New findings published in JAMA suggest tramadol may be associated with increased all-cause mortality compared with commonly prescribed nonsteroidal anti-inflammatory drugs (NSAIDs) in patients with osteoarthritis.
The sequential, propensity score-matched cohort study was 88,902 general practice patients in the United Kingdom aged 50 years and older with a diagnosis of osteoarthritis. Of the total cohort, 44,451 received an initial prescription of tramadol, while 12,397 received naproxen, 6512 received diclofenac, 5674 received celecoxib, 2946 received etoricoxib and 16,922 received codeine.
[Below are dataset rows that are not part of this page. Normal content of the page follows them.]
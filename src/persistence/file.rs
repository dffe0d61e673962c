use super::ExportResult;
use crate::Assignment;
use crate::source::PlatformConfig;
use crate::transform::{SHEET_COLUMNS, SheetsExport, sheets::cell_text};
use serde::{Deserialize, Serialize};
use serde_json::Value;
use std::fs::{self, File};
use std::io::{BufReader, BufWriter, Write};
use std::path::Path;
use tracing::debug;

#[derive(Deserialize)]
struct AssignmentDocument {
    assignments: Vec<Value>,
}

#[derive(Serialize, Deserialize)]
struct PlatformDocument {
    platforms: Vec<PlatformConfig>,
}

fn read_json<T, P>(path: P) -> ExportResult<T>
where
    T: for<'de> Deserialize<'de>,
    P: AsRef<Path>,
{
    let file = File::open(path.as_ref())?;
    let value = serde_json::from_reader(BufReader::new(file))?;
    debug!(path = %path.as_ref().display(), "read json document");
    Ok(value)
}

fn create_parent_dirs(path: &Path) -> ExportResult<()> {
    if let Some(parent) = path.parent().filter(|p| !p.as_os_str().is_empty()) {
        fs::create_dir_all(parent)?;
    }
    Ok(())
}

/// Reads a `{"assignments": [...]}` document. Each record keeps its
/// original JSON for [`save_assignments_to_json`].
pub fn load_assignments_from_json<P: AsRef<Path>>(path: P) -> ExportResult<Vec<Assignment>> {
    let document: AssignmentDocument = read_json(path)?;
    let assignments = document
        .assignments
        .into_iter()
        .map(Assignment::from_value)
        .collect::<Result<_, _>>()?;
    Ok(assignments)
}

/// Reads a `{"platforms": [...]}` document.
pub fn load_platforms_from_json<P: AsRef<Path>>(path: P) -> ExportResult<Vec<PlatformConfig>> {
    let document: PlatformDocument = read_json(path)?;
    Ok(document.platforms)
}

pub fn load_template<P: AsRef<Path>>(path: P) -> ExportResult<Value> {
    read_json(path)
}

/// Pretty-prints `value` as UTF-8 JSON with two-space indentation,
/// creating parent directories as needed.
pub fn write_json_document<T, P>(value: &T, path: P) -> ExportResult<()>
where
    T: Serialize + ?Sized,
    P: AsRef<Path>,
{
    let path = path.as_ref();
    create_parent_dirs(path)?;
    let mut writer = BufWriter::new(File::create(path)?);
    serde_json::to_writer_pretty(&mut writer, value)?;
    writer.flush()?;
    debug!(path = %path.display(), "wrote json document");
    Ok(())
}

/// Writes the assignment list as a bare JSON array of the records as they
/// were read, unknown keys and original value types included.
pub fn save_assignments_to_json<P: AsRef<Path>>(
    assignments: &[Assignment],
    path: P,
) -> ExportResult<()> {
    let records = assignments
        .iter()
        .map(Assignment::to_raw_value)
        .collect::<Result<Vec<_>, _>>()?;
    write_json_document(&records, path)
}

pub fn save_sheet_to_csv<P: AsRef<Path>>(export: &SheetsExport, path: P) -> ExportResult<()> {
    let path = path.as_ref();
    create_parent_dirs(path)?;
    let mut writer = csv::Writer::from_path(path)?;
    writer.write_record(SHEET_COLUMNS)?;
    for row in &export.rows {
        writer.write_record(row.iter().map(cell_text))?;
    }
    writer.flush()?;
    Ok(())
}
During one-year follow-up, 278 deaths occurred in the tramadol cohort compared to 164 (13.8/1000 person-years) in the naproxen cohort (HR, 1.71; 95% CI, 1.41-2.07). Mortality was also higher for tramadol compared with diclofenac (HR, 1.88; 95% CI, 1.51-2.35). Tramadol was also associated with a higher all-cause mortality rate compared with celecoxib (HR, 1.70; 95% CI, 1.33-2.17) and etoricoxib (HR, 2.04; 95% CI, 1.37-3.03).
No statistically significant difference in all-cause mortality was observed between tramadol and codeine (HR, 0.94; 95% CI, 0.83-1.05).
However, the authors state that the findings may be susceptible to confounding by indication and recommend further research to determine if this association is causal.